Le concept de la « subjectivité » apparaît, chez Jean –Paul SARTRE, comme l’expression de sa manière de professer l’être de la réalité humaine. S’attachant à la valeur primordiale de la liberté, l’homme est, selon lui, cet être inséré dans l’espace phénoménologique. La philosophie de Sartre décrit ainsi un monde dont le temps et l’espace constituent les modalités propres. Il en résulte une spécificité de l’essence humaine qui s’exprime dans la réalité de la subjectivité , thème qui introduit l’unité de toute activité humaine dans son rapport avec le monde.

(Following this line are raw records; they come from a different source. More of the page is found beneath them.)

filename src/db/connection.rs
use super::error::RepositoryError;
use super::{DbConnection, DbPool};
use anyhow::{Context, Result};
use diesel::PgConnection;
use diesel::r2d2::ConnectionManager;

/// Builds the r2d2 pool. `build` opens the initial connections, so an
/// unreachable database fails here rather than on the first request.
pub fn create_pool(database_url: &str, max_size: u32) -> Result<DbPool> {
    let manager = ConnectionManager::<PgConnection>::new(database_url);

    diesel::r2d2::Pool::builder()
        .max_size(max_size)
        .build(manager)
        .context("Failed to create database pool")
}

/// Checks a connection out of the pool for a single statement.
pub fn get_connection(pool: &DbPool) -> Result<DbConnection, RepositoryError> {
    pool.get().map_err(Into::into)
}
use axum::{
    Json,
    http::{HeaderMap, HeaderValue, StatusCode, header},
    response::{IntoResponse, Response},
};
use serde::Serialize;

use crate::error::AppError;

/// Handler response carrying an optional JSON body and any number of
/// `Set-Cookie` headers.
///
/// # Examples
///
/// ```rust,ignore
/// // JSON body
/// AppResponse::ok(user)
///
/// // Redirect that also sets a cookie
/// AppResponse::redirect("/")?.with_cookie(&cookie)?
/// ```
#[derive(Debug)]
pub struct AppResponse<T> {
    status: StatusCode,
    headers: HeaderMap,
    body: Option<T>,
}

impl<T> AppResponse<T>
where
    T: Serialize,
{
    pub fn new(status: StatusCode, body: T) -> Self {
        Self {
            status,
            headers: HeaderMap::new(),
            body: Some(body),
        }
    }

    /// 200 OK with data
    pub fn ok(body: T) -> Self {
        Self::new(StatusCode::OK, body)
    }

    /// Appends a `Set-Cookie` header; several cookies can be set on one response.
    pub fn with_cookie(mut self, cookie: &str) -> Result<Self, AppError> {
        let value = HeaderValue::from_str(cookie)
            .map_err(|_| AppError::internal("Failed to set cookie"))?;
        self.headers.append(header::SET_COOKIE, value);
        Ok(self)
    }
}

impl AppResponse<()> {
    /// 307 Temporary Redirect
    pub fn redirect(location: &str) -> Result<Self, AppError> {
        let value = HeaderValue::from_str(location)
            .map_err(|_| AppError::internal("Invalid redirect location"))?;
        let mut headers = HeaderMap::new();
        headers.insert(header::LOCATION, value);

        Ok(Self {
            status: StatusCode::TEMPORARY_REDIRECT,
            headers,
            body: None,
        })
    }
}

impl<T> IntoResponse for AppResponse<T>
where
    T: Serialize,
{
    fn into_response(self) -> Response {
        let mut response = match self.body {
            Some(body) => (self.status, Json(body)).into_response(),
            None => self.status.into_response(),
        };

        response.headers_mut().extend(self.headers);
        response
    }
}

#[cfg(test)]
mod tests {
    use super::*;
    use serde::Serialize;

    #[derive(Serialize)]
    struct TestData {
        message: String,
    }

    #[test]
    fn ok_response_has_200_status() {
        let response = AppResponse::ok(TestData {
            message: "success".to_string(),
        });
        assert_eq!(response.status, StatusCode::OK);
        assert!(response.body.is_some());
    }

    #[test]
    fn redirect_sets_location() {
        let response = AppResponse::redirect("/").unwrap().into_response();
        assert_eq!(response.status(), StatusCode::TEMPORARY_REDIRECT);
        assert_eq!(response.headers()[header::LOCATION], "/");
    }

    #[test]
    fn multiple_cookies_are_all_kept() {
        let response = AppResponse::redirect("/")
            .unwrap()
            .with_cookie("a=1")
            .unwrap()
            .with_cookie("b=2")
            .unwrap()
            .into_response();

        let cookies: Vec<_> = response
            .headers()
            .get_all(header::SET_COOKIE)
            .iter()
            .map(|v| v.to_str().unwrap().to_string())
            .collect();
        assert_eq!(cookies, vec!["a=1".to_string(), "b=2".to_string()]);
    }

    #[test]
    fn invalid_cookie_value_is_an_error() {
        let result = AppResponse::ok(()).with_cookie("bad\nvalue");
        assert!(result.is_err());
    }
}
use anyhow::Result;
use std::env;

#[derive(Debug, Clone, Copy, PartialEq, Eq)]
pub enum Environment {
    Development,
    Production,
}

impl Environment {
    /// Reads `APP_ENV`; anything other than `production`/`prod` is development.
    pub fn detect() -> Self {
        Self::from_app_env(env::var("APP_ENV").ok().as_deref())
    }

    fn from_app_env(value: Option<&str>) -> Self {
        match value {
            Some("production" | "prod") => Self::Production,
            _ => Self::Development,
        }
    }

    pub fn is_production(self) -> bool {
        matches!(self, Self::Production)
    }

    pub fn as_str(self) -> &'static str {
        match self {
            Self::Development => "development",
            Self::Production => "production",
        }
    }
}

#[derive(Debug, Clone)]
pub struct GoogleOAuthConfig {
    pub client_id: String,
    pub client_secret: String,
    pub redirect_url: String,
}

#[derive(Debug, Clone)]
pub struct Config {
    pub environment: Environment,
    pub database_url: String,
    pub google: GoogleOAuthConfig,
    pub server_host: String,
    pub server_port: u16,
    pub db_pool_size: u32,
    pub oauth_timeout_secs: u64,
}

impl Config {
    /// Loads the configuration from environment variables, reading `.env`
    /// first when running in development.
    pub fn from_env() -> Result<Self> {
        let environment = Environment::detect();

        tracing::info!(
            "🌍 Environment detected: {}",
            environment.as_str().to_uppercase()
        );

        Self::load_env_file(environment);

        let database_url = Self::get_database_url(environment)?;
        let google = GoogleOAuthConfig {
            client_id: Self::get_required("GOOGLE_CLIENT_ID", environment)?,
            client_secret: Self::get_required("GOOGLE_CLIENT_SECRET", environment)?,
            redirect_url: env::var("REDIRECT_URL")
                .unwrap_or_else(|_| "http://diabrisk.local/auth/google/callback".to_string()),
        };
        let server_host = env::var("SERVER_HOST").unwrap_or_else(|_| "0.0.0.0".to_string());
        let server_port = parse_or(env::var("PORT").ok(), 8081);
        let db_pool_size = parse_or(env::var("DB_POOL_SIZE").ok(), 5);
        let oauth_timeout_secs = parse_or(env::var("OAUTH_TIMEOUT_SECS").ok(), 10);

        tracing::info!("✅ Configuration loaded successfully");
        tracing::debug!("   Database: {}", mask_credentials(&database_url));
        tracing::debug!("   Redirect URL: {}", google.redirect_url);
        tracing::debug!("   Server: {}:{}", server_host, server_port);

        Ok(Self {
            environment,
            database_url,
            google,
            server_host,
            server_port,
            db_pool_size,
            oauth_timeout_secs,
        })
    }

    fn load_env_file(environment: Environment) {
        if environment.is_production() {
            tracing::info!("📦 Production mode: using injected environment variables");
            return;
        }

        match dotenvy::dotenv() {
            Ok(path) => tracing::debug!("   Loaded: {}", path.display()),
            Err(_) => tracing::warn!("   .env file not found, using environment variables"),
        }
    }

    /// `DATABASE_URL`, or in development an URL assembled from the usual
    /// `POSTGRES_*` variables.
    fn get_database_url(environment: Environment) -> Result<String> {
        if let Ok(url) = env::var("DATABASE_URL") {
            return Ok(url);
        }

        if environment.is_production() {
            anyhow::bail!("DATABASE_URL must be set in production!");
        }

        let user = env::var("POSTGRES_USER").unwrap_or_else(|_| "diabrisk".to_string());
        let password =
            env::var("POSTGRES_PASSWORD").unwrap_or_else(|_| "diabrisk_dev_password".to_string());
        let host = env::var("DB_HOST").unwrap_or_else(|_| "postgres".to_string());
        let port = env::var("DB_PORT").unwrap_or_else(|_| "5432".to_string());
        let database = env::var("POSTGRES_DB").unwrap_or_else(|_| "diabrisk".to_string());

        Ok(format!(
            "postgres://{user}:{password}@{host}:{port}/{database}?sslmode=disable"
        ))
    }

    fn get_required(key: &str, environment: Environment) -> Result<String> {
        match env::var(key) {
            Ok(value) if !value.is_empty() => Ok(value),
            _ if environment.is_production() => {
                tracing::error!("❌ {key} not set in production!");
                anyhow::bail!("{key} is required in production");
            }
            _ => {
                tracing::warn!("⚠️  {key} not set, Google sign-in will fail (DEVELOPMENT ONLY!)");
                Ok(String::new())
            }
        }
    }

    /// Cookies carry `Secure` only in production, where traffic is HTTPS.
    pub fn cookie_secure(&self) -> bool {
        self.environment.is_production()
    }

    pub fn bind_address(&self) -> String {
        format!("{}:{}", self.server_host, self.server_port)
    }
}

fn parse_or<T: std::str::FromStr>(value: Option<String>, default: T) -> T {
    value.and_then(|v| v.parse().ok()).unwrap_or(default)
}

/// Hides credentials in database URLs before they reach the logs.
pub fn mask_credentials(url: &str) -> String {
    if let Some(at_pos) = url.rfind('@')
        && let Some(scheme_end) = url.find("://")
        && scheme_end < at_pos
    {
        let scheme = &url[..scheme_end + 3];
        let after_at = &url[at_pos..];
        return format!("{scheme}***:***{after_at}");
    }
    url.to_string()
}
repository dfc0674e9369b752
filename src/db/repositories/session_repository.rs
use crate::db::DbPool;
use crate::db::connection::get_connection;
use crate::db::error::RepositoryError;
use crate::db::models::auth_session::{AuthSession, NewAuthSession};
use crate::db::models::user::User;
use crate::db::repositories::SessionStore;
use crate::db::schema::{auth_sessions, users};
use chrono::{DateTime, Utc};
use diesel::prelude::*;

#[derive(Clone)]
pub struct SessionRepository {
    pool: DbPool,
}

impl SessionRepository {
    pub fn new(pool: DbPool) -> Self {
        Self { pool }
    }
}

impl SessionStore for SessionRepository {
    fn create(&self, new_session: &NewAuthSession) -> Result<AuthSession, RepositoryError> {
        let mut conn = get_connection(&self.pool)?;

        diesel::insert_into(auth_sessions::table)
            .values(new_session)
            .returning(AuthSession::as_returning())
            .get_result::<AuthSession>(&mut conn)
            .map_err(Into::into)
    }

    fn find_active_user(
        &self,
        token_hash: &str,
        now: DateTime<Utc>,
    ) -> Result<Option<User>, RepositoryError> {
        let mut conn = get_connection(&self.pool)?;

        auth_sessions::table
            .inner_join(users::table)
            .filter(auth_sessions::token_hash.eq(token_hash))
            .filter(auth_sessions::is_revoked.eq(false))
            .filter(auth_sessions::expires_at.gt(now))
            .select(User::as_select())
            .first::<User>(&mut conn)
            .optional()
            .map_err(Into::into)
    }

    fn touch(&self, token_hash: &str, at: DateTime<Utc>) -> Result<(), RepositoryError> {
        let mut conn = get_connection(&self.pool)?;

        diesel::update(auth_sessions::table.filter(auth_sessions::token_hash.eq(token_hash)))
            .set(auth_sessions::last_activity.eq(at))
            .execute(&mut conn)?;

        Ok(())
    }

    fn revoke(&self, token_hash: &str) -> Result<usize, RepositoryError> {
        let mut conn = get_connection(&self.pool)?;

        diesel::update(auth_sessions::table.filter(auth_sessions::token_hash.eq(token_hash)))
            .set(auth_sessions::is_revoked.eq(true))
            .execute(&mut conn)
            .map_err(Into::into)
    }
}
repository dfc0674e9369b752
pub mod session;
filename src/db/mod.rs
pub mod connection;
pub mod error;
pub mod models;
pub mod repositories;
pub mod schema;

use diesel::PgConnection;
use diesel::r2d2::{self, ConnectionManager};

pub type DbPool = r2d2::Pool<ConnectionManager<PgConnection>>;
pub type DbConnection = r2d2::PooledConnection<ConnectionManager<PgConnection>>;
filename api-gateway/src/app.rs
use std::time::Duration;

use axum::http::header::{AUTHORIZATION, CONTENT_TYPE, ORIGIN};
use axum::http::{HeaderValue, Method};
use axum::{
    Router,
    middleware::from_fn_with_state,
    routing::{get, post},
};
use tower_http::cors::CorsLayer;
use tower_http::trace::TraceLayer;

use crate::handlers::health::health;
use crate::handlers::proxy::proxy_to_auth;
use crate::handlers::risk::assess_risk;
use crate::middleware::session::require_session;
use crate::state::AppState;

/// `/auth/*` routes, forwarded as they are to the auth service.
fn auth_routes() -> Router<AppState> {
    Router::new()
        .route("/google/login", get(proxy_to_auth))
        .route("/google/callback", get(proxy_to_auth))
        .route("/logout", post(proxy_to_auth))
        .route("/session", get(proxy_to_auth))
}

/// `/api/*` routes, all behind the session check.
fn api_routes(state: &AppState) -> Router<AppState> {
    Router::new()
        .route("/risk", post(assess_risk))
        .route_layer(from_fn_with_state(state.clone(), require_session))
}

pub fn build_router(state: AppState) -> Router {
    let cors = build_cors_layer(&state.config.cors_origins);

    Router::new()
        .route("/healthz", get(health))
        .nest("/auth", auth_routes())
        .nest("/api", api_routes(&state))
        .layer(TraceLayer::new_for_http())
        .layer(cors)
        .with_state(state)
}

/// Invalid origins are skipped with a warning.
pub fn build_cors_layer(origins: &[String]) -> CorsLayer {
    let origins: Vec<HeaderValue> = origins
        .iter()
        .filter_map(|origin| {
            origin
                .parse()
                .inspect_err(|e| tracing::warn!("Ignoring invalid CORS origin '{origin}': {e}"))
                .ok()
        })
        .collect();

    CorsLayer::new()
        .allow_origin(origins)
        .allow_methods([
            Method::GET,
            Method::POST,
            Method::PUT,
            Method::DELETE,
            Method::OPTIONS,
        ])
        .allow_headers([ORIGIN, CONTENT_TYPE, AUTHORIZATION])
        .allow_credentials(true)
        .max_age(Duration::from_secs(12 * 60 * 60))
}
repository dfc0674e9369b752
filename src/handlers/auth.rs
// src/handlers/auth.rs

use auth_svc_api::{MessageResponse, UserResponse};
use axum::extract::{Query, State};
use axum::http::{HeaderValue, header};
use axum::response::{IntoResponse, Response};
use chrono::Utc;
use serde::Deserialize;

use crate::auth::cookies::{
    OAUTH_STATE_COOKIE, OAUTH_STATE_MAX_AGE_SECS, SESSION_COOKIE, build_cookie, clear_cookie,
};
use crate::auth::extractors::{OAuthStateCookie, SessionCookie};
use crate::auth::services::verify_state;
use crate::auth::token::generate_oauth_state;
use crate::error::AppError;
use crate::response::AppResponse;
use crate::state::AppState;

#[derive(Debug, Deserialize)]
pub struct CallbackParams {
    pub state: Option<String>,
    pub code: Option<String>,
    /// Set by Google when the user denies consent.
    pub error: Option<String>,
}

/// GET /auth/google/login
/// Starts the OAuth flow: stores a fresh `state` nonce and redirects to Google.
pub async fn google_login(State(state): State<AppState>) -> Result<AppResponse<()>, AppError> {
    let oauth_state = generate_oauth_state();
    let url = state.auth_service.authorization_url(&oauth_state);

    AppResponse::redirect(&url)?.with_cookie(&build_cookie(
        OAUTH_STATE_COOKIE,
        &oauth_state,
        OAUTH_STATE_MAX_AGE_SECS,
        state.cookie_secure(),
    ))
}

/// Appends a clearing `Set-Cookie` for `name` to an already built response.
fn clearing(mut response: Response, name: &str, secure: bool) -> Result<Response, AppError> {
    let value = HeaderValue::from_str(&clear_cookie(name, secure))
        .map_err(|_| AppError::internal("Failed to set cookie"))?;
    response.headers_mut().append(header::SET_COOKIE, value);
    Ok(response)
}

/// GET /auth/google/callback
/// Once the state matches, the nonce is spent: every later outcome clears it.
pub async fn google_callback(
    State(state): State<AppState>,
    OAuthStateCookie(expected_state): OAuthStateCookie,
    Query(params): Query<CallbackParams>,
) -> Result<Response, AppError> {
    verify_state(params.state.as_deref(), expected_state.as_deref()).inspect_err(|_| {
        tracing::warn!("OAuth callback rejected: state mismatch");
    })?;

    if let Some(reason) = params.error.as_deref() {
        tracing::warn!(reason, "Google returned an error to the callback");
    }

    let secure = state.cookie_secure();
    let code = params.code.unwrap_or_default();
    let (user, session) = match state.auth_service.complete_login(&code).await {
        Ok(login) => login,
        Err(err) => return clearing(err.into_response(), OAUTH_STATE_COOKIE, secure),
    };

    tracing::info!(user_id = %user.id, email = %user.email, "User logged in");

    Ok(AppResponse::redirect("/")?
        .with_cookie(&clear_cookie(OAUTH_STATE_COOKIE, secure))?
        .with_cookie(&build_cookie(
            SESSION_COOKIE,
            &session.token,
            session.max_age_secs(Utc::now()),
            secure,
        ))?
        .into_response())
}

/// POST /auth/logout
/// Always succeeds; revocation failures are only logged.
pub async fn logout(
    State(state): State<AppState>,
    SessionCookie(token): SessionCookie,
) -> Result<AppResponse<MessageResponse>, AppError> {
    let Some(token) = token else {
        return Ok(AppResponse::ok(MessageResponse::new("Already logged out")));
    };

    state.auth_service.logout(&token);

    AppResponse::ok(MessageResponse::new("Logged out successfully"))
        .with_cookie(&clear_cookie(SESSION_COOKIE, state.cookie_secure()))
}

/// GET /auth/session
/// Returns the user owning the session cookie.
pub async fn get_session(
    State(state): State<AppState>,
    SessionCookie(token): SessionCookie,
) -> Result<Response, AppError> {
    let token = token.ok_or(AppError::NotAuthenticated)?;

    match state.auth_service.validate_session(&token) {
        Ok(user) => Ok(AppResponse::ok(UserResponse::from(user)).into_response()),
        Err(AppError::InvalidSession) => clearing(
            AppError::InvalidSession.into_response(),
            SESSION_COOKIE,
            state.cookie_secure(),
        ),
        Err(err) => Err(err),
    }
}
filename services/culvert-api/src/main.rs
//! Culvert precipitation API server
//!
//! Hourly precipitation, flow and water level for culvert sites.

use std::net::SocketAddr;
use std::path::PathBuf;
use std::sync::Arc;

use anyhow::{Context, Result};
use clap::Parser;
use tracing::info;
use tracing_subscriber::{fmt, EnvFilter};

use culvert_api::build_router;
use culvert_api::config::ServiceConfig;
use culvert_api::state::AppState;

/// Culvert precipitation API server
#[derive(Parser, Debug)]
#[command(name = "culvert-api")]
#[command(about = "Hourly precipitation, flow and water level for culvert sites")]
struct Args {
    /// Listen address
    #[arg(short, long, default_value = "0.0.0.0:8080", env = "CULVERT_LISTEN_ADDR")]
    listen: String,

    /// Log level
    #[arg(long, default_value = "info", env = "RUST_LOG")]
    log_level: String,

    /// Number of worker threads
    #[arg(long, env = "CULVERT_WORKER_THREADS")]
    worker_threads: Option<usize>,

    /// Service configuration file
    #[arg(short, long, default_value = "config/culvert.yaml", env = "CULVERT_CONFIG")]
    config: PathBuf,
}

fn main() -> Result<()> {
    // Load .env file if present
    dotenvy::dotenv().ok();

    let args = Args::parse();

    let mut runtime_builder = tokio::runtime::Builder::new_multi_thread();
    runtime_builder.enable_all();

    if let Some(threads) = args.worker_threads {
        runtime_builder.worker_threads(threads);
    }

    let runtime = runtime_builder
        .build()
        .context("Failed to create Tokio runtime")?;

    runtime.block_on(run_server(args))
}

async fn run_server(args: Args) -> Result<()> {
    let filter =
        EnvFilter::try_from_default_env().unwrap_or_else(|_| EnvFilter::new(&args.log_level));

    fmt()
        .with_env_filter(filter)
        .with_target(true)
        .with_level(true)
        .json()
        .init();

    info!("Starting culvert API server");

    let config = ServiceConfig::load(&args.config)?;
    let state = Arc::new(AppState::new(config).context("Failed to initialize application state")?);

    let app = build_router(state);

    let addr: SocketAddr = args
        .listen
        .parse()
        .with_context(|| format!("Invalid listen address: {}", args.listen))?;

    info!("Culvert API listening on {}", addr);

    let listener = tokio::net::TcpListener::bind(addr)
        .await
        .with_context(|| format!("Failed to bind {}", addr))?;
    axum::serve(listener, app).await.context("Server failed")?;
    Ok(())
}
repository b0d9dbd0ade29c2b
//! MET Norway Locationforecast 2.0: hourly precipitation forecast.

use chrono::{DateTime, Utc};
use reqwest::Client;
use serde::Deserialize;
use tracing::{debug, instrument};

use crate::error::{Result, StationError};
use crate::http::trim_base;

pub const DEFAULT_BASE_URL: &str = "https://api.met.no/weatherapi/locationforecast/2.0";

const PROVIDER: &str = "Locationforecast";

#[derive(Debug, Deserialize)]
struct CompactResponse {
    properties: Properties,
}

#[derive(Debug, Deserialize)]
struct Properties {
    #[serde(default)]
    timeseries: Vec<TimeStep>,
}

#[derive(Debug, Deserialize)]
struct TimeStep {
    time: DateTime<Utc>,
    data: StepData,
}

#[derive(Debug, Deserialize)]
struct StepData {
    #[serde(default)]
    next_1_hours: Option<Period>,
}

#[derive(Debug, Deserialize)]
struct Period {
    details: PeriodDetails,
}

#[derive(Debug, Deserialize)]
struct PeriodDetails {
    #[serde(default)]
    precipitation_amount: Option<f64>,
}

/// Locationforecast only accepts up to four decimals per coordinate.
fn round_coordinate(value: f64) -> f64 {
    (value * 10_000.0).round() / 10_000.0
}

#[derive(Debug, Clone)]
pub struct ForecastClient {
    http: Client,
    base_url: String,
}

impl ForecastClient {
    /// The `http` client must send an identifying User-Agent.
    pub fn new(http: Client, base_url: &str) -> Self {
        Self {
            http,
            base_url: trim_base(base_url),
        }
    }

    /// `(epoch ms, mm)` for every forecast hour that carries a one-hour
    /// precipitation amount. The six-hourly tail of the forecast is skipped.
    #[instrument(skip(self))]
    pub async fn forecast(&self, lon: f64, lat: f64) -> Result<Vec<(i64, f64)>> {
        let lat = round_coordinate(lat).to_string();
        let lon = round_coordinate(lon).to_string();

        let response = self
            .http
            .get(format!("{}/compact", self.base_url))
            .query(&[("lat", lat.as_str()), ("lon", lon.as_str())])
            .send()
            .await?;

        let status = response.status();
        if !status.is_success() {
            let text = response.text().await.unwrap_or_default();
            return Err(StationError::Upstream(format!(
                "Locationforecast returned HTTP {}: {}",
                status.as_u16(),
                text.trim()
            )));
        }

        let body: CompactResponse = response
            .json()
            .await
            .map_err(|e| StationError::decode(PROVIDER, e.to_string()))?;

        let series: Vec<(i64, f64)> = body
            .properties
            .timeseries
            .into_iter()
            .filter_map(|step| {
                let amount = step.data.next_1_hours?.details.precipitation_amount?;
                Some((step.time.timestamp_millis(), amount))
            })
            .collect();

        debug!(steps = series.len(), "Forecast received");
        Ok(series)
    }
}

#[cfg(test)]
mod tests {
    use super::*;

    #[test]
    fn test_round_coordinate() {
        assert_eq!(round_coordinate(10.123456), 10.1235);
        assert_eq!(round_coordinate(-5.0), -5.0);
    }
}
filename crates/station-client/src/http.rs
//! Shared HTTP client construction.

use std::time::Duration;

use reqwest::Client;

use crate::error::Result;

/// Default request timeout when none is configured.
pub const DEFAULT_TIMEOUT: Duration = Duration::from_secs(60);

/// Options applied to every provider client.
#[derive(Debug, Clone)]
pub struct HttpOptions {
    pub timeout: Duration,
    /// Sent on every request; Locationforecast rejects anonymous clients.
    pub user_agent: String,
}

impl Default for HttpOptions {
    fn default() -> Self {
        Self {
            timeout: DEFAULT_TIMEOUT,
            user_agent: concat!("culvert-precipitation/", env!("CARGO_PKG_VERSION")).to_string(),
        }
    }
}

/// Build a `reqwest` client. Every call is a single attempt; no retries.
pub fn build_client(options: &HttpOptions) -> Result<Client> {
    let client = Client::builder()
        .timeout(options.timeout)
        .connect_timeout(Duration::from_secs(30))
        .user_agent(options.user_agent.clone())
        .pool_max_idle_per_host(4)
        .build()?;
    Ok(client)
}

pub(crate) fn trim_base(url: &str) -> String {
    url.trim_end_matches('/').to_string()
}
//! Pipeline error taxonomy.
//!
//! Every failure a request can hit is normalised into [`PipelineError`],
//! which knows its HTTP status and how to render itself as an
//! [`ExceptionResponse`]. Library crates keep their own error enums and
//! convert into this one at the boundary.

use projection::ProjectionError;
use thiserror::Error;

use crate::aggregate::AggregateError;
use crate::date_range::DateRangeError;
use crate::geometry::GeometryError;
use crate::responses::ExceptionResponse;
use crate::series::SeriesError;

/// Errors surfaced to API clients.
#[derive(Debug, Error)]
pub enum PipelineError {
    /// Malformed request parameter (date range, WKT, CRS, output mode).
    #[error("{0}")]
    Format(String),

    /// Request falls outside the archive's temporal bounds.
    #[error("{0}")]
    Range(String),

    /// Query was valid but nothing satisfies it.
    #[error("{0}")]
    NoData(String),

    /// A provider returned an error payload; the text is passed through.
    #[error("{0}")]
    Upstream(String),

    /// A provider or the archive is not configured on this deployment.
    #[error("{0}")]
    Unavailable(String),

    #[error("Internal error: {0}")]
    Internal(String),
}

impl PipelineError {
    pub fn format(msg: impl Into<String>) -> Self {
        Self::Format(msg.into())
    }

    pub fn no_data(msg: impl Into<String>) -> Self {
        Self::NoData(msg.into())
    }

    pub fn upstream(msg: impl Into<String>) -> Self {
        Self::Upstream(msg.into())
    }

    pub fn internal(msg: impl Into<String>) -> Self {
        Self::Internal(msg.into())
    }

    /// Get the HTTP status code for this error.
    pub fn status_code(&self) -> u16 {
        match self {
            PipelineError::Format(_) => 400,
            PipelineError::Range(_) => 400,
            PipelineError::NoData(_) => 204,
            PipelineError::Upstream(_) => 502,
            PipelineError::Unavailable(_) => 503,
            PipelineError::Internal(_) => 500,
        }
    }

    /// Convert to an ExceptionResponse.
    pub fn to_exception(&self) -> ExceptionResponse {
        match self {
            PipelineError::Format(msg) => ExceptionResponse::bad_request(msg),
            PipelineError::Range(msg) => ExceptionResponse::out_of_range(msg),
            PipelineError::NoData(msg) => ExceptionResponse::no_data(msg),
            PipelineError::Upstream(msg) => ExceptionResponse::bad_gateway(msg),
            PipelineError::Unavailable(msg) => ExceptionResponse::service_unavailable(msg),
            PipelineError::Internal(msg) => ExceptionResponse::internal_error(msg),
        }
    }
}

impl From<DateRangeError> for PipelineError {
    fn from(err: DateRangeError) -> Self {
        Self::Format(err.to_string())
    }
}

impl From<GeometryError> for PipelineError {
    fn from(err: GeometryError) -> Self {
        Self::Format(err.to_string())
    }
}

impl From<ProjectionError> for PipelineError {
    fn from(err: ProjectionError) -> Self {
        Self::Format(err.to_string())
    }
}

impl From<AggregateError> for PipelineError {
    fn from(err: AggregateError) -> Self {
        match err {
            AggregateError::Empty => Self::NoData("No data sources cover the requested geometry".to_string()),
            other => Self::Internal(other.to_string()),
        }
    }
}

impl From<SeriesError> for PipelineError {
    fn from(err: SeriesError) -> Self {
        Self::Internal(err.to_string())
    }
}

#[cfg(test)]
mod tests {
    use super::*;

    #[test]
    fn test_error_status_codes() {
        assert_eq!(PipelineError::format("x").status_code(), 400);
        assert_eq!(PipelineError::Range("x".to_string()).status_code(), 400);
        assert_eq!(PipelineError::no_data("x").status_code(), 204);
        assert_eq!(PipelineError::upstream("x").status_code(), 502);
        assert_eq!(PipelineError::Unavailable("x".to_string()).status_code(), 503);
        assert_eq!(PipelineError::internal("x").status_code(), 500);
    }

    #[test]
    fn test_date_range_error_is_format() {
        let err: PipelineError = DateRangeError::InvalidFormat("2020".to_string()).into();
        assert!(matches!(err, PipelineError::Format(_)));
        assert!(err.to_string().contains("YYYY-MM-DD/YYYY-MM-DD"));
    }

    #[test]
    fn test_upstream_message_passes_through() {
        let err = PipelineError::upstream("FROST API (Observations): Invalid geometry");
        let exc = err.to_exception();

        assert_eq!(exc.status, Some(502));
        assert_eq!(
            exc.detail.as_deref(),
            Some("FROST API (Observations): Invalid geometry")
        );
    }

    #[test]
    fn test_empty_aggregate_is_no_data() {
        let err: PipelineError = AggregateError::Empty.into();
        assert_eq!(err.status_code(), 204);
    }

    #[test]
    fn test_projection_error_is_format() {
        let err: PipelineError = ProjectionError::Unsupported(2056).into();
        assert_eq!(err.status_code(), 400);
        assert!(err.to_string().contains("2056"));
    }
}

L’EVOLUTION DU CONCEPT DE LA SUBJECTIVITE DANS LA PENSEE EXISTENTIALISTE
L’idée de la subjectivité humaine est d’une très grande importance pour pénétrer le fond du cheminement de la pensée de Sartre. Elle constitue le point de départ de sa préoccupation. C’est là, nous semble t-il, une des voies multiples, une des portes d’entrées pour découvrir le sens de l’existentialisme. Au sens littéraire du terme, la subjectivité couvre l’ensemble des particularités psychologiques appartenant à un sujet. Toute tendance ou théorie privilégiant le subjectif sur l’objectif est appelée « subjectivisme ». Plus philosophiquement, subjectivité est synonyme de vie consciente , telle que le sujet peut la saisir en lui et où il cerne sa singularité. La subjectivité est un phénomène qui concerne l’homme en tant qu’existant et apparaît comme une partie de conscience de soi dans la manière de mener sa vie. D’où l’affirmation de Sartre :
« L’homme est d’abord un projet qui se vit subjectivement » .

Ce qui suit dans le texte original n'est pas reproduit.